O Rapto das Cebolinhas – Peça Teatral – Maria Clara Machado

O Rapto das Cebolinhas –  Peça Teatral 
–  Maria Clara Machado
Um ato
em três cenas sem intervalo
O Rapto das Cebolinhas -  Peça Teatral  -  Maria Clara Machado
  Imagem meramente ilustrativa
Personagens: Vovó Felícia –       
, Maneco-       , Lúcia-     , Gaspar, o cão-      , Florípedes, a gata-      , Simeão, o burro- ,Camaleão Alface-           , Médico –
Cenário
Único –
O cenário representa a horta da VOVÓ FELÍCIA.  São vistos três pezinhos de planta.  Girassóis. À frente da horta, uma cerca bem
baixinha. Um espantalho. Uma árvore. Um banco na frente da árvore. Uma casa de
cachorro no proscênio à direita.
Primeira
Cena  
Vovó
Felícia – (entra olhando o céu)
Ah que bela noite! Que sono!
(bate o relógio) Nossa já são 3 horas! É hora de dormir! Todos já se
recolheram, agora sou eu (boceja). Boa noite queridas cebolinhas! (fala para o
publico) Estas cebolinhas são preciosas! Quem as possuir é feliz para toda
vida. Elas podem trazer para cada um maravilhosos sentimentos como a CORAGEM
(amarelo), a ALEGRIA (azul), o RESPEITO(verde) e o AMOR (vermelho). (A medida
que fala mostra cada uma das cebolinhas de cor diferente que podem também ter o
nome dos sentimentos escrito). Ah!!! (boceja) Fiquem ai direitinho minhas
cebolinhas!!! Até amanhã (sai)
(É madrugada. Vê-se passar pela cena uma
figura envolta numa capa preta, com um grande chapéu. (Os passos devem ser
acompanhados do barulho de lixa raspando, reco-reco e pente de arame num
tambor.) Olha para todos os lados, penetra pela porteira da cerca, olha de novo
para todos os lados, procura no chão, descobre o que queria, faz o gesto de
arrancar, cobre o que arrancou com a capa e, pulando a cerca, desaparece de
cena, sempre escondendo o rosto. Pausa. Começa a clarear, ouvem-se o galo
cantar e passarinhos. A VOVÓ FELÍCIA entra cantando alegremente, carregando
regador.  Entra na horta, pára e grita.
VOVÓ FELÍCIA:
Roubaram! Socorro! Socorro! Roubaram o pé de cebolinha da VOVÓ FELÍCIA Felício.
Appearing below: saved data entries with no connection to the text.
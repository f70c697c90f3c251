//! Request building, execution and response decoding

use log::debug;
use reqwest::header::{ACCEPT, CONTENT_TYPE};
use reqwest::{Method, RequestBuilder, Url};
use serde::Serialize;
use serde::de::DeserializeOwned;

use super::LaceworkClient;
use super::auth::SECRET_HEADER;
use crate::error::{ApiError, ConfigError, Error, Result};

const JSON: &str = "application/json";

impl LaceworkClient {
    /// Build the absolute API path for a resource path.
    ///
    /// Paths with an explicit `v1/` or `v2/` prefix keep their version;
    /// everything else uses the client's configured version.
    pub fn api_path(&self, path: &str) -> String {
        let path = path.trim_start_matches('/');
        if path.starts_with("v1/") || path.starts_with("v2/") {
            format!("/api/{}", path)
        } else {
            format!("/api/{}/{}", self.api_version, path)
        }
    }

    fn endpoint_url(&self, path: &str) -> Result<Url> {
        let api_path = self.api_path(path);
        self.base_url
            .join(&api_path)
            .map_err(|e| ConfigError::InvalidUrl(format!("{}: {}", api_path, e)).into())
    }

    /// Perform an authenticated request without a body and decode the response
    pub async fn request<T: DeserializeOwned>(&self, method: Method, path: &str) -> Result<T> {
        self.execute::<(), T>(method, path, None).await
    }

    /// Encode `body` as JSON, perform an authenticated request and decode the response
    pub async fn request_with_body<B, T>(&self, method: Method, path: &str, body: &B) -> Result<T>
    where
        B: Serialize + ?Sized,
        T: DeserializeOwned,
    {
        self.execute(method, path, Some(body)).await
    }

    async fn execute<B, T>(&self, method: Method, path: &str, body: Option<&B>) -> Result<T>
    where
        B: Serialize + ?Sized,
        T: DeserializeOwned,
    {
        let token = self.valid_token().await?;
        let builder = self
            .build_request(method.clone(), path, body)?
            .bearer_auth(token);
        let bytes = self.send(builder, method, path).await?;
        decode(&self.api_path(path), &bytes)
    }

    /// Token exchange: authenticated by the secret instead of a bearer token
    pub(crate) async fn send_token_request<B, T>(
        &self,
        method: Method,
        path: &str,
        body: &B,
        secret: &str,
    ) -> Result<T>
    where
        B: Serialize + ?Sized,
        T: DeserializeOwned,
    {
        let builder = self
            .build_request(method.clone(), path, Some(body))?
            .header(SECRET_HEADER, secret);
        let bytes = self.send(builder, method, path).await?;
        decode(&self.api_path(path), &bytes)
    }

    fn build_request<B>(&self, method: Method, path: &str, body: Option<&B>) -> Result<RequestBuilder>
    where
        B: Serialize + ?Sized,
    {
        let url = self.endpoint_url(path)?;

        let mut builder = self
            .http
            .request(method.clone(), url.clone())
            .headers(self.headers.clone())
            .header(ACCEPT, JSON);

        let mut sniffed = String::new();
        if let Some(body) = body {
            let json = serde_json::to_vec(body)?;
            if self.debug_mode() {
                sniffed = String::from_utf8_lossy(&json).into_owned();
            }
            builder = builder.header(CONTENT_TYPE, JSON).body(json);
        }

        debug!(
            "request id={} method={} url={} endpoint={} body={}",
            self.id,
            method,
            self.base_url,
            url.path(),
            sniffed
        );

        Ok(builder)
    }

    /// Execute a request and return the body of a successful response
    async fn send(&self, builder: RequestBuilder, method: Method, path: &str) -> Result<Vec<u8>> {
        let response = builder.send().await.map_err(ApiError::from)?;

        let status = response.status();
        let url = response.url().to_string();
        self.callbacks.response(status, response.headers());

        let body = response.bytes().await.map_err(ApiError::from)?.to_vec();

        debug!(
            "response id={} from_req_url={} code={} body={}",
            self.id,
            url,
            status.as_u16(),
            if self.debug_mode() {
                String::from_utf8_lossy(&body).into_owned()
            } else {
                String::new()
            }
        );

        if !status.is_success() {
            return Err(
                ApiError::from_response(method, url, self.api_path(path), status, &body).into(),
            );
        }

        Ok(body)
    }
}

/// Decode a response body; empty bodies decode as JSON `null`
pub(crate) fn decode<T: DeserializeOwned>(path: &str, body: &[u8]) -> Result<T> {
    let body = if body.iter().all(u8::is_ascii_whitespace) {
        b"null".as_slice()
    } else {
        body
    };
    serde_json::from_slice(body).map_err(|source| Error::Decode {
        path: path.to_string(),
        source,
    })
}

#[cfg(test)]
mod tests {
    use super::*;
    use crate::client::ApiVersion;
    use serde::Deserialize;

    fn client(version: ApiVersion) -> LaceworkClient {
        LaceworkClient::builder("demo")
            .api_version(version)
            .build()
            .unwrap()
    }

    #[test]
    fn test_api_path_v1_access_tokens() {
        assert_eq!(
            client(ApiVersion::V1).api_path("access/tokens"),
            "/api/v1/access/tokens"
        );
    }

    #[test]
    fn test_api_path_v2_external_integrations() {
        assert_eq!(
            client(ApiVersion::V2).api_path("external/integrations"),
            "/api/v2/external/integrations"
        );
    }

    #[test]
    fn test_api_path_explicit_version_wins() {
        let client = client(ApiVersion::V1);
        assert_eq!(client.api_path("v2/AlertChannels"), "/api/v2/AlertChannels");
        assert_eq!(client.api_path("/v2/AlertChannels/ID"), "/api/v2/AlertChannels/ID");
    }

    #[test]
    fn test_endpoint_url() {
        let url = client(ApiVersion::V2).endpoint_url("v2/CloudAccounts").unwrap();
        assert_eq!(url.as_str(), "https://demo.lacework.net/api/v2/CloudAccounts");
    }

    #[derive(Debug, Deserialize, PartialEq)]
    struct Payload {
        name: String,
    }

    #[test]
    fn test_decode() {
        let payload: Payload = decode("/api/v2/x", br#"{"name": "demo"}"#).unwrap();
        assert_eq!(payload.name, "demo");

        let unit: () = decode("/api/v2/x", b"").unwrap();
        assert_eq!(unit, ());

        let none: Option<Payload> = decode("/api/v2/x", b"  \n").unwrap();
        assert!(none.is_none());
    }

    #[test]
    fn test_decode_error_carries_path() {
        let err = decode::<Payload>("/api/v2/AlertChannels", b"{not json").unwrap_err();
        match &err {
            Error::Decode { path, .. } => assert_eq!(path, "/api/v2/AlertChannels"),
            other => panic!("Expected Error::Decode, got {:?}", other),
        }
        assert!(err.to_string().contains("/api/v2/AlertChannels"));
    }
}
Roubaram! (“Pausa”.) Quem terá sido? Quem teve coragem de roubar o pé da mais
preciosa cebolinha que existe no Brasil? Onde está o Gaspar? (“À parte”.)
Gaspar é o vigia da horta. (“Chamando”.) Gaspar! Gaspar!…
“Ouve-se
um latido, e em seguida aparece Gaspar, um enorme cachorrão”.
VOVÓ
FELÍCIA
: Gaspar, quem roubou o meu pé de cebolinha?
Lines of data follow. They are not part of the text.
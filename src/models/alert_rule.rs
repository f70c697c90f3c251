//! Alert rules (`v2/AlertRules`)

use std::fmt;
use std::str::FromStr;

use serde::{Deserialize, Deserializer, Serialize, Serializer};

/// Rule type used by every alert rule the API accepts
pub const ALERT_RULE_EVENT_TYPE: &str = "Event";

/// Alert severity, ordered from most to least severe
#[derive(Debug, Clone, Copy, PartialEq, Eq, PartialOrd, Ord, Hash)]
pub enum AlertSeverity {
    Critical = 1,
    High = 2,
    Medium = 3,
    Low = 4,
    Info = 5,
}

impl AlertSeverity {
    pub const ALL: [AlertSeverity; 5] = [
        AlertSeverity::Critical,
        AlertSeverity::High,
        AlertSeverity::Medium,
        AlertSeverity::Low,
        AlertSeverity::Info,
    ];

    pub fn from_level(level: u8) -> Option<Self> {
        Self::ALL.into_iter().find(|severity| *severity as u8 == level)
    }

    pub fn level(self) -> u8 {
        self as u8
    }

    pub fn as_str(self) -> &'static str {
        match self {
            AlertSeverity::Critical => "Critical",
            AlertSeverity::High => "High",
            AlertSeverity::Medium => "Medium",
            AlertSeverity::Low => "Low",
            AlertSeverity::Info => "Info",
        }
    }
}

impl fmt::Display for AlertSeverity {
    fn fmt(&self, f: &mut fmt::Formatter<'_>) -> fmt::Result {
        f.write_str(self.as_str())
    }
}

impl FromStr for AlertSeverity {
    type Err = String;

    fn from_str(s: &str) -> Result<Self, Self::Err> {
        Self::ALL
            .into_iter()
            .find(|severity| severity.as_str().eq_ignore_ascii_case(s))
            .ok_or_else(|| format!("unknown alert severity '{}'", s))
    }
}

impl Serialize for AlertSeverity {
    fn serialize<S: Serializer>(&self, serializer: S) -> Result<S::Ok, S::Error> {
        serializer.serialize_u8(self.level())
    }
}

impl<'de> Deserialize<'de> for AlertSeverity {
    fn deserialize<D: Deserializer<'de>>(deserializer: D) -> Result<Self, D::Error> {
        let level = u8::deserialize(deserializer)?;
        AlertSeverity::from_level(level).ok_or_else(|| {
            serde::de::Error::custom(format!("unknown alert severity level {}", level))
        })
    }
}

/// Parse severity names, silently skipping unknown ones
pub fn parse_severities<I, S>(names: I) -> Vec<AlertSeverity>
where
    I: IntoIterator<Item = S>,
    S: AsRef<str>,
{
    names
        .into_iter()
        .filter_map(|name| name.as_ref().parse().ok())
        .collect()
}

#[derive(Debug, Clone, Default, PartialEq, Serialize, Deserialize)]
#[serde(rename_all = "camelCase")]
pub struct AlertRule {
    #[serde(rename = "mcGuid", default, skip_serializing_if = "String::is_empty")]
    pub guid: String,

    #[serde(rename = "type")]
    pub rule_type: String,

    #[serde(rename = "intgGuidList")]
    pub channels: Vec<String>,

    #[serde(rename = "filters")]
    pub filter: AlertRuleFilter,
}

#[derive(Debug, Clone, Default, PartialEq, Serialize, Deserialize)]
#[serde(rename_all = "camelCase")]
pub struct AlertRuleFilter {
    pub name: String,

    #[serde(default)]
    pub enabled: u8,

    #[serde(default, skip_serializing_if = "Option::is_none")]
    pub description: Option<String>,

    #[serde(rename = "severity", default)]
    pub severities: Vec<AlertSeverity>,

    #[serde(default, skip_serializing_if = "Vec::is_empty")]
    pub resource_groups: Vec<String>,

    #[serde(rename = "eventCategory", default, skip_serializing_if = "Vec::is_empty")]
    pub event_categories: Vec<String>,

    #[serde(default, skip_serializing_if = "Vec::is_empty")]
    pub sources: Vec<String>,

    #[serde(rename = "category", default, skip_serializing_if = "Vec::is_empty")]
    pub alert_categories: Vec<String>,

    #[serde(default, skip_serializing_if = "Option::is_none")]
    pub created_or_updated_time: Option<String>,

    #[serde(default, skip_serializing_if = "Option::is_none")]
    pub created_or_updated_by: Option<String>,
}

impl AlertRuleFilter {
    pub fn status(&self) -> &'static str {
        if self.enabled == 1 {
            "Enabled"
        } else {
            "Disabled"
        }
    }
}

impl AlertRule {
    /// A new, enabled event rule routed to `channels`
    pub fn new(
        name: impl Into<String>,
        channels: Vec<String>,
        severities: Vec<AlertSeverity>,
    ) -> Self {
        Self {
            guid: String::new(),
            rule_type: ALERT_RULE_EVENT_TYPE.to_string(),
            channels,
            filter: AlertRuleFilter {
                name: name.into(),
                enabled: 1,
                severities,
                ..Default::default()
            },
        }
    }

    pub fn id(&self) -> &str {
        &self.guid
    }
}

#[cfg(test)]
mod tests {
    use super::*;
    use serde_json::json;

    #[test]
    fn test_severity_names() {
        assert_eq!(
            parse_severities(["critical", "HIGH", "bogus", "info"]),
            vec![
                AlertSeverity::Critical,
                AlertSeverity::High,
                AlertSeverity::Info
            ]
        );
        assert_eq!(AlertSeverity::Medium.to_string(), "Medium");
        assert_eq!(AlertSeverity::from_level(4), Some(AlertSeverity::Low));
        assert_eq!(AlertSeverity::from_level(0), None);
    }

    #[test]
    fn test_decode_rule() {
        let rule: AlertRule = serde_json::from_value(json!({
            "mcGuid": "TECHALLY_1",
            "type": "Event",
            "intgGuidList": ["TECHALLY_2"],
            "filters": {
                "name": "rule",
                "enabled": 1,
                "severity": [1, 2],
                "eventCategory": ["Compliance"],
                "createdOrUpdatedBy": "someone@example.com"
            }
        }))
        .unwrap();

        assert_eq!(rule.id(), "TECHALLY_1");
        assert_eq!(rule.filter.status(), "Enabled");
        assert_eq!(
            rule.filter.severities,
            vec![AlertSeverity::Critical, AlertSeverity::High]
        );
        assert_eq!(rule.filter.event_categories, vec!["Compliance"]);
    }

    #[test]
    fn test_unknown_severity_level_is_rejected() {
        let err = serde_json::from_value::<Vec<AlertSeverity>>(json!([9])).unwrap_err();
        assert!(err.to_string().contains("unknown alert severity level 9"));
    }

    #[test]
    fn test_new_rule_body() {
        let rule = AlertRule::new(
            "rule",
            vec!["TECHALLY_2".to_string()],
            vec![AlertSeverity::High],
        );
        assert_eq!(
            serde_json::to_value(&rule).unwrap(),
            json!({
                "type": "Event",
                "intgGuidList": ["TECHALLY_2"],
                "filters": {"name": "rule", "enabled": 1, "severity": [2]}
            })
        );
    }
}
GASPAR: (“que não fala, mas late com expressão
humana, dando as inflexões necessárias”)
Uau… uau… (“Corre até os últimos pés de cebolinha e cheira-os ruidosamente”.)
VOVÓ
FELÍCIA
: Foi você quem comeu a minha cebolinha? “Gaspar late que não”.
VOVÓ
FELÍCIA
: Palavra de cachorro? “Gaspar
late que sim”.
VOVÓ
FELÍCIA:
(“à
parte”)
Estou na dúvida se cachorro tem ou não tem palavra. (“Para Gaspar”.) Então quem foi?
GASPAR: (“meio apavorado”) Uau… uau… (“Indica a direita com o focinho”.)
VOVÓ
FELÍCIA
: Foi Florípedes?
GASPAR:
Uau… uau… (“Diz que não”.)
VOVÓ
FELÍCIA
: Foi Simeão?
GASPAR: Au…
au… (“Diz que não”.)
VOVÓ
FELÍCIA
: Gaspar, vá correndo chamar Florípedes e Simeão. Quero todo
mundo aqui.
“Sai
Gaspar”.
VOVÓ
FELÍCIA
: Ah! Preciso descobrir o ladrão. Quem teria a coragem de
fazer uma coisa destas? (“Chamando”.) Lúcia, Maneco! Onde estão os meus netos?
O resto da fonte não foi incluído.